Stephan Hegel wrote:
Hi,

A.J.Mechelynck wrote:
- Using "cat" is OK as long as you can be sure that you'll get them in numeric order: this is usually the case on Unix but not necessarily on Dos, where a wildcarded filename usually gets its results in directory order, not sorted by filename.
Well, you are right: I'm on Linux and wasn't aware of the different DOS
sorting order. So, the following below applies to Linux/Unix only ...

- By patching individually, if one of the patches fails horribly you may decide not to try the following. - Usually there aren't more than a handful of _new_ patches anyway, so (except when starting from scratch with many patches already published) it's hardly worth the trouble going to a cat step.
What you have described even on your Web page, IMHO still too much manual
work. After downloading new patches with "ncftp" I just type "make all"
with the following Makefile:

-------------------------------------------------------------------------
PREFIX=/usr/local

help:
        @echo "Available targets:"
        @echo "   all"
        @echo "   install"
        @echo "   clean"

all: clean
        tar xfj vim-7.1.tar.bz2
        tar xfz vim-7.1-lang.tar.gz
        tar xfz vim-7.1-extra.tar.gz
        cat vim-7.1.patches/7.1.* > patchfile
        (cd vim71 ; patch -p0 < ../patchfile)
(cd vim71 ; ./configure --prefix=$(PREFIX) --with-x --enable-gui=gtk2
--enable-multibyte --enable-xim --enable-fontset --enable-perlinterp
--enable-cscope && make)

install:
(cd vim71; umask 022; installwatch -o /home/steve/install.log/vim-7.1.log make install)
        chmod 644 /home/steve/install.log/vim-7.1.log

clean:
        rm -rf patchfile
        rm -rf vim71

.PHONY: help all install clean
--------------------------------------------------------------------------

... and everything is done in less than 150 sec. Works for me for a long
time and starting from scratch keeps me out of trouble with old objects,
etc. Should not happen with make ... yes, this is what optimists always
say, but there is still Murphy ;).

BTW, "make" should stop when "patch" or any other action fails.

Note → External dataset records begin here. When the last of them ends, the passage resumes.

//! heapdb: paged heap-file storage with a pull-based executor.
//!
//! A single-node storage and query-execution core with:
//! - Fixed-size slotted pages addressed by (table id, page number)
//! - Heap files scanned page-at-a-time through an LRU buffer pool
//! - Grouped aggregation (MIN/MAX/SUM/AVG/COUNT) over stored tuples
//! - A pull-model insert operator with an at-most-once execution guard

pub mod buffer;
pub mod catalog;
pub mod error;
pub mod exec;
pub mod schema;
pub mod storage;
pub mod tuple;
pub mod tx;
pub mod types;

use std::path::Path;
use std::sync::Arc;

use crate::buffer::BufferPool;
use crate::catalog::Catalog;
use crate::error::Result;
use crate::schema::TupleDesc;
use crate::storage::heap_file::HeapFile;
use crate::storage::page::DEFAULT_PAGE_SIZE;

/// Main database handle: a catalog of heap files plus the buffer pool
/// shared by every operator.
pub struct Database {
    catalog: Arc<Catalog>,
    pool: Arc<BufferPool>,
    page_size: usize,
}

impl Database {
    pub fn new() -> Self {
        Database::with_page_size(DEFAULT_PAGE_SIZE)
    }

    /// The page size applies to every table opened through this handle;
    /// reopening an existing file with a different size misinterprets
    /// its bytes.
    pub fn with_page_size(page_size: usize) -> Self {
        let catalog = Arc::new(Catalog::new());
        let pool = Arc::new(BufferPool::with_default_capacity(Arc::clone(&catalog)));
        Database {
            catalog,
            pool,
            page_size,
        }
    }

    /// Open (or create) a heap file and register it under `name`.
    /// Returns the table id.
    pub fn open_table(&self, name: &str, path: &Path, schema: TupleDesc) -> Result<u64> {
        let file = Arc::new(HeapFile::open(path, schema, self.page_size)?);
        Ok(self.catalog.register(name, file))
    }

    pub fn catalog(&self) -> &Arc<Catalog> {
        &self.catalog
    }

    pub fn pool(&self) -> &Arc<BufferPool> {
        &self.pool
    }

    pub fn page_size(&self) -> usize {
        self.page_size
    }
}

impl Default for Database {
    fn default() -> Self {
        Database::new()
    }
}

Interesting would  be an extension to download the patches automagically.
Comments & ideas ?

Regards,
  Stephan.


Comments:

- Since on Linux I build only one version of Vim (a full-featured GUI-enabled executable which can also run in console mode) I prefer to keep already-built objects, doing what the Mozilla guys call a "depend" build rather than a "clobber" build (which is what you do). I've found that it spares quite a lot of time, finishing in a few seconds rather than a few minutes.

- When I really need a clobber build (because my configuration has changed), then I do "make reconfig" in the src subfolder.

- After "make clean", "make" will invoke configure, you don't need to run it separately. (I keep my configure options in a separate script, which I "source" in bash to set the required environment variables.)

- What is ncftp? On my openSUSE 10.2 system I have a program called "ftp" but none called "ncftp".


Best regards,
Tony.
--
hundred-and-one symptoms of being an internet addict:
241. You try to look for Net Search even when you're in File Manager.